*Your goal*. Copy all lines below containing "struct".

*Study material*.
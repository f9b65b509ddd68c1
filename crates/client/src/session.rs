//! One auto-piloted encounter from content load to final result.
use std::io::Write as _;

use anyhow::{Context, Result};
use tokio::sync::broadcast::error::RecvError;
use tokio::task::JoinHandle;

use battle_content::{ContentBundle, ContentFactory};
use battle_core::{EncounterPhase, NarrativeContext, NarrativePhase, ScriptPayload};
use battle_runtime::{
    AutoPilot, EncounterSummary, Event, OracleManager, Runtime, RuntimeConfig, RuntimeHandle,
    Topic,
};

use crate::config::ClientConfig;

pub struct Session {
    config: ClientConfig,
    oracles: OracleManager,
    runtime: Runtime,
}

impl Session {
    /// Loads content and builds the runtime.
    pub async fn open(config: ClientConfig) -> Result<Self> {
        let factory = config
            .data_dir
            .clone()
            .map_or_else(ContentFactory::bundled, ContentFactory::new);
        let bundle = factory.load_bundle()?;
        let oracles = OracleManager::from_bundle(&bundle);

        let runtime = Runtime::builder()
            .config(runtime_config(&bundle, &config))
            .oracles(oracles.clone())
            .provider(AutoPilot::default())
            .build()
            .await?;

        Ok(Self {
            config,
            oracles,
            runtime,
        })
    }

    /// Runs the configured fight, streaming combat lines to stdout.
    pub async fn run(self) -> Result<EncounterSummary> {
        let Self {
            config,
            oracles,
            runtime,
        } = self;
        let handle = runtime.handle();

        let player = oracles
            .new_player(config.player_name.as_str(), &config.class)
            .with_context(|| format!("Cannot create a '{}' character", config.class))?;
        let location = match oracles.monster(&config.monster) {
            Ok(template) if template.is_boss => "boss",
            _ => "battle",
        };

        let printer = spawn_printer(&handle);
        let summary = runtime
            .run_encounter(player, config.monster.as_str(), config.seed)
            .await?;

        if summary.victory() {
            let ctx = NarrativeContext::new(location, 1, 1);
            if let Some(script) = handle.narrative(NarrativePhase::AfterBattle, ctx).await? {
                print_script(&script);
            }
        }

        drop(handle);
        runtime.shutdown().await?;
        printer.await.context("Combat printer task failed")?;

        Ok(summary)
    }
}

fn runtime_config(bundle: &ContentBundle, config: &ClientConfig) -> RuntimeConfig {
    RuntimeConfig {
        game: bundle.config.clone(),
        clock: config.clock,
        ..RuntimeConfig::default()
    }
}

/// Prints outcome logs as they are published. Ends when the runtime shuts down.
fn spawn_printer(handle: &RuntimeHandle) -> JoinHandle<()> {
    let mut combat = handle.subscribe(Topic::Combat);
    tokio::spawn(async move {
        loop {
            match combat.recv().await {
                Ok(Event::Outcome { outcome, .. }) => {
                    let mut stdout = std::io::stdout().lock();
                    for line in &outcome.logs {
                        if writeln!(stdout, "{line}").is_err() {
                            return;
                        }
                    }
                }
                Ok(_) => {}
                Err(RecvError::Lagged(skipped)) => {
                    tracing::warn!(skipped, "combat printer fell behind");
                }
                Err(RecvError::Closed) => break,
            }
        }
    })
}

fn print_script(script: &ScriptPayload) {
    for line in &script.lines {
        println!("{}: {}", line.speaker, line.text);
    }
}

/// Final one-line verdict for the summary.
pub fn verdict(summary: &EncounterSummary) -> String {
    let seconds = summary.elapsed_millis as f64 / 1000.0;
    let opponent = &summary.view.snapshot.opponent.name;
    match summary.phase {
        EncounterPhase::OpponentDefeated => format!("Victory over {opponent} in {seconds:.1}s."),
        EncounterPhase::PlayerDefeated => format!("Defeated by {opponent} after {seconds:.1}s."),
        EncounterPhase::Fled => format!("Escaped from {opponent} after {seconds:.1}s."),
        phase => format!("Encounter stopped in phase {phase}."),
    }
}
use std::time::{Duration, Instant};

use crate::conf::Config;

/// Per-process state handed to every handler. Immutable after startup.
#[derive(Debug)]
pub struct ServiceContext {
    pub config: Config,
    started_at: Instant,
}

impl ServiceContext {
    pub fn new(config: Config) -> Self {
        Self {
            config,
            started_at: Instant::now(),
        }
    }

    pub fn service_name(&self) -> &str {
        &self.config.service_name
    }

    pub fn port(&self) -> u16 {
        self.config.http_port
    }

    pub fn orchestrator(&self) -> &str {
        &self.config.orchestrator
    }

    pub fn uptime(&self) -> Duration {
        self.started_at.elapsed()
    }
}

*Finished exercise*.
pub struct Session {
pub struct ServiceContext {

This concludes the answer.